Friday, June 6, 2008

Are we dispassionate compared to our ancestors?



Have you ever had to fight for something you believe in? In fact, is there anything you do believe in that’s worth fighting for? We say we’re inflamed about the environment.
We say we’re angry about politicians who take hand-outs. We abhor injustice, we want to stamp out poverty, we want to rule out racial prejudice and are horrified at the rising levels of crime. But what do we do about it?
We create the means to communicate and write and create, yet we’re shocked when teens turn the World Wide Web into a living version of Golding’s The Lord of the Flies – to insult, offend, isolate and hurt.
Yet, we stand by and wag our fingers when protesters disable jets belonging to a regime that attacks a country just for oil under the pretence of defence.
I think we are becoming too comfortable with our standard of living and apparent luxuries. We frown at people who stand out, go against the realpolitik and make nuisances of themselves protesting, taking action.
The world today is incredibly complex and incredibly dangerous. But there are no sides to take.

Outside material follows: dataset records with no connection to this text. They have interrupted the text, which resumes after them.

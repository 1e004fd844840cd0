//! Common test utilities for protocol engine integration tests
//!
//! This module provides reusable test helpers for:
//! - Labware and module definitions, built from catalog-shaped JSON
//! - Engine setup against the simulated hardware
//! - Recording every action the engine accepts

#![allow(dead_code)] // Not every test file uses every helper

use std::future::Future;
use std::sync::Arc;
use std::time::Duration;

use parking_lot::Mutex;
use serde_json::json;

use protocol_engine::actions::Action;
use protocol_engine::commands::{
    Command, CommandCreate, CommandParams, CommandStatus, HomeParams, LoadLabwareParams, LoadModuleParams,
    LoadPipetteParams, MoveLabwareParams,
};
use protocol_engine::config::{DeckType, EngineConfig, RobotType};
use protocol_engine::definitions::{LabwareDefinition, ModuleDefinition};
use protocol_engine::execution::ActionHandler;
use protocol_engine::hardware::SimulatedHardware;
use protocol_engine::resources::ModelUtils;
use protocol_engine::state::DeckFixedLabware;
use protocol_engine::types::{
    DeckSlotLocation, DeckSlotName, LabwareLocation, LabwareMovementOffsetData, LabwareMovementStrategy,
    ModuleModel, MountType,
};
use protocol_engine::{ProtocolEngine, ProtocolEngineBuilder};

/// Id of the fixed trash on every test deck.
pub const FIXED_TRASH_ID: &str = "fixedTrash";

/// Upper bound on any single wait in these tests.
pub const TEST_TIMEOUT: Duration = Duration::from_secs(5);

/// Await `future`, panicking if it takes longer than [`TEST_TIMEOUT`].
pub async fn within_timeout<F: Future>(future: F) -> F::Output {
    tokio::time::timeout(TEST_TIMEOUT, future)
        .await
        .expect("timed out waiting for the engine")
}

/// A 96-well-style plate with two wells, 14 mm tall.
pub fn plate_definition(load_name: &str) -> LabwareDefinition {
    serde_json::from_value(json!({
        "namespace": "opentrons",
        "version": 1,
        "parameters": {
            "loadName": load_name,
            "format": "96Standard",
            "isTiprack": false,
            "isMagneticModuleCompatible": false
        },
        "metadata": { "displayName": load_name },
        "dimensions": { "xDimension": 127.76, "yDimension": 85.48, "zDimension": 14.0 },
        "cornerOffsetFromSlot": { "x": 0.0, "y": 0.0, "z": 0.0 },
        "wells": {
            "A1": { "depth": 10.0, "x": 14.0, "y": 74.0, "z": 4.0, "shape": "circular",
                    "diameter": 6.0, "totalLiquidVolume": 200.0 },
            "A2": { "depth": 10.0, "x": 23.0, "y": 74.0, "z": 4.0, "shape": "circular",
                    "diameter": 6.0, "totalLiquidVolume": 200.0 }
        },
        "ordering": [["A1"], ["A2"]]
    }))
    .expect("plate definition")
}

/// A plate the magnetic module can engage, with the given default height.
pub fn magnetic_plate_definition(load_name: &str, engage_height: f64) -> LabwareDefinition {
    let mut definition = plate_definition(load_name);
    definition.parameters.is_magnetic_module_compatible = true;
    definition.parameters.magnetic_module_engage_height = Some(engage_height);
    definition
}

/// A two-tip rack with 59.3 mm tips.
pub fn tiprack_definition() -> LabwareDefinition {
    serde_json::from_value(json!({
        "namespace": "opentrons",
        "version": 1,
        "parameters": {
            "loadName": "opentrons_96_tiprack_300ul",
            "format": "96Standard",
            "isTiprack": true,
            "tipLength": 59.3,
            "tipOverlap": 7.47
        },
        "metadata": { "displayName": "Tip Rack" },
        "dimensions": { "xDimension": 127.76, "yDimension": 85.48, "zDimension": 64.0 },
        "cornerOffsetFromSlot": { "x": 0.0, "y": 0.0, "z": 0.0 },
        "wells": {
            "A1": { "depth": 59.0, "x": 14.0, "y": 74.0, "z": 5.0, "shape": "circular",
                    "diameter": 5.23, "totalLiquidVolume": 300.0 },
            "B1": { "depth": 59.0, "x": 14.0, "y": 65.0, "z": 5.0, "shape": "circular",
                    "diameter": 5.23, "totalLiquidVolume": 300.0 }
        },
        "ordering": [["A1", "B1"]]
    }))
    .expect("tip rack definition")
}

/// The deck's fixed trash.
pub fn trash_definition() -> LabwareDefinition {
    serde_json::from_value(json!({
        "namespace": "opentrons",
        "version": 1,
        "parameters": {
            "loadName": "opentrons_1_trash_1100ml_fixed",
            "format": "trash",
            "isTiprack": false,
            "quirks": ["centerMultichannelOnWells", "fixedTrash"]
        },
        "metadata": { "displayName": "Opentrons Fixed Trash" },
        "dimensions": { "xDimension": 172.86, "yDimension": 165.86, "zDimension": 82.0 },
        "cornerOffsetFromSlot": { "x": 0.0, "y": 0.0, "z": 0.0 },
        "wells": {
            "A1": { "depth": 0.0, "x": 82.84, "y": 80.0, "z": 82.0, "shape": "rectangular",
                    "xDimension": 107.11, "yDimension": 165.67, "totalLiquidVolume": 1100000.0 }
        },
        "ordering": [["A1"]]
    }))
    .expect("trash definition")
}

pub fn fixed_trash() -> DeckFixedLabware {
    DeckFixedLabware {
        labware_id: FIXED_TRASH_ID.to_string(),
        location: LabwareLocation::slot(DeckSlotName::FIXED_TRASH),
        definition: trash_definition(),
    }
}

fn module_definition(model: &str, module_type: &str, offset: [f64; 3], heights: [f64; 2]) -> ModuleDefinition {
    serde_json::from_value(json!({
        "model": model,
        "moduleType": module_type,
        "dimensions": {
            "bareOverallHeight": heights[0],
            "overLabwareHeight": heights[1]
        },
        "labwareOffset": { "x": offset[0], "y": offset[1], "z": offset[2] }
    }))
    .expect("module definition")
}

pub fn thermocycler_definition() -> ModuleDefinition {
    module_definition(
        "thermocyclerModuleV2",
        "thermocyclerModuleType",
        [0.0, 68.06, 98.26],
        [108.96, 0.0],
    )
}

pub fn heater_shaker_definition() -> ModuleDefinition {
    module_definition(
        "heaterShakerModuleV1",
        "heaterShakerModuleType",
        [-0.125, 1.125, 68.275],
        [82.0, 0.0],
    )
}

pub fn magnetic_module_definition() -> ModuleDefinition {
    module_definition(
        "magneticModuleV2",
        "magneticModuleType",
        [-1.175, -0.125, 82.25],
        [110.152, 4.052],
    )
}

/// Configuration that drives the simulated hardware for everything.
pub fn hardware_config(robot_type: RobotType) -> EngineConfig {
    let deck_type = match robot_type {
        RobotType::Ot2 => DeckType::Ot2Standard,
        RobotType::Ot3 => DeckType::Ot3Standard,
    };
    EngineConfig {
        robot_type,
        deck_type,
        use_virtual_pipettes: false,
        use_virtual_gripper: false,
        use_virtual_modules: false,
        ignore_pause: false,
        block_on_door_open: false,
    }
}

/// Records every action the engine accepts.
#[derive(Default)]
pub struct Recorder {
    actions: Mutex<Vec<Action>>,
}

impl Recorder {
    pub fn actions(&self) -> Vec<Action> {
        self.actions.lock().clone()
    }

    /// Every status a command was recorded with, in order.
    pub fn statuses_of(&self, command_id: &str) -> Vec<CommandStatus> {
        self.actions
            .lock()
            .iter()
            .filter_map(|action| match action {
                Action::QueueCommand { command_id: id, .. } if id == command_id => Some(CommandStatus::Queued),
                Action::UpdateCommand { command } if command.id == command_id => Some(command.status),
                Action::FailCommand { command_id: id, .. } if id == command_id => Some(CommandStatus::Failed),
                _ => None,
            })
            .collect()
    }
}

impl ActionHandler for Recorder {
    fn handle_action(&self, action: &Action) {
        self.actions.lock().push(action.clone());
    }
}

/// Builder for a test engine with deterministic ids and the fixed trash.
pub fn engine_builder(config: EngineConfig, hardware: &SimulatedHardware) -> ProtocolEngineBuilder {
    ProtocolEngineBuilder::new(config, Arc::new(hardware.clone()))
        .model_utils(ModelUtils::sequential("id"))
        .fixed_labware(fixed_trash())
}

/// Start a test engine. Must be called inside a tokio runtime.
pub fn start_engine(config: EngineConfig, hardware: &SimulatedHardware) -> ProtocolEngine {
    engine_builder(config, hardware).build().expect("engine should start")
}

/// Start a test engine that records every accepted action.
pub fn start_recorded_engine(config: EngineConfig, hardware: &SimulatedHardware) -> (ProtocolEngine, Arc<Recorder>) {
    let recorder = Arc::new(Recorder::default());
    let engine = engine_builder(config, hardware)
        .action_handler(recorder.clone())
        .build()
        .expect("engine should start");
    (engine, recorder)
}

/// Queue a protocol command and wait for it to finish.
pub async fn run(engine: &ProtocolEngine, params: CommandParams) -> Command {
    within_timeout(engine.add_and_execute_command(CommandCreate::protocol(params)))
        .await
        .expect("command should reach a final state")
}

/// Queue a protocol command that must succeed.
pub async fn run_ok(engine: &ProtocolEngine, params: CommandParams) -> Command {
    let command = run(engine, params).await;
    assert_eq!(
        command.status,
        CommandStatus::Succeeded,
        "{} failed: {:?}",
        command.command_type(),
        command.error
    );
    command
}

pub fn home_all() -> CommandParams {
    CommandParams::Home(HomeParams { axes: None })
}

pub fn load_labware(load_name: &str, location: LabwareLocation, labware_id: &str) -> CommandParams {
    CommandParams::LoadLabware(LoadLabwareParams {
        location,
        load_name: load_name.to_string(),
        namespace: "opentrons".to_string(),
        version: 1,
        labware_id: Some(labware_id.to_string()),
        display_name: None,
    })
}

pub fn load_module(model: ModuleModel, slot_name: DeckSlotName, module_id: &str) -> CommandParams {
    CommandParams::LoadModule(LoadModuleParams {
        model,
        location: DeckSlotLocation { slot_name },
        module_id: Some(module_id.to_string()),
    })
}

pub fn load_pipette(pipette_name: &str, mount: MountType, pipette_id: &str) -> CommandParams {
    CommandParams::LoadPipette(LoadPipetteParams {
        pipette_name: pipette_name.to_string(),
        mount,
        pipette_id: Some(pipette_id.to_string()),
    })
}

pub fn move_labware(
    labware_id: &str,
    new_location: LabwareLocation,
    strategy: LabwareMovementStrategy,
) -> CommandParams {
    CommandParams::MoveLabware(MoveLabwareParams {
        labware_id: labware_id.to_string(),
        new_location,
        strategy,
        offset_data: LabwareMovementOffsetData::default(),
    })
}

We slave to the wage and compartmentalise everything into that shining box of lights that adorns our living room. The horror may as well be something you’re absorbing from a DVD. We are becoming numb. But there are no sides to take, we just stand by and disapprove. If there are sides to take it’s too much effort to leave the comfort zone and we risk being marginalised.
The reason I’m thinking along these lines is because I’m reading an excellent book by Anthony Beevor called The Battle for Spain. It traces the origins of the Spanish Civil War back to Spain’s position as the granary of the Roman Empire and how the aristocracy reformed the agricultural landscape to focus on more cash-rich products, instantly creating a barren landscape full of peasantry. This bubbled away for years as the Church helped to maintain the status quo.
Following the Russian Revolution of 1917 communism became an international socialist agenda the situation in Spain became a class war pretty much between the dispossessed and uneducated workers and peasantry on one side and the more Fascist-leaning aristocracy and Church on the other.
The war became polarised between communism and fascism and in Europe in the 1930s it was a very real concern. Thousands of young idealists flocked to the banners of either side and the idealism and zealous ardour was captured perfectly not only by Beevor but also by director Ken Loach in his 1995 film Land and Freedom. You can check it out here: http://video.google.com/videosearch?q=Land+and+Freedom&sitesearch=#

I think its okay to have a cause. I think it’s good to have an interest in politics, whatever your viewpoint. But when I survey the tired, jaded scene of politics in the US and politics right home here in Ireland I feel anxious that really dynamic, interesting, idealistic people aren’t speaking out.
Where are they gone? Is everyone really happy with their lot and afraid to upset the bandwagon?
At the time of the Spanish Civil War, prominent journalists like Ernest Hemingway and George Orwell either reported and took part in the fighting. When I think particularly of Orwell’s reportage and writings warning us of totalitarian regimes such as in the eponymous 1984 I can’t help but think of now and what he would have made of the world today.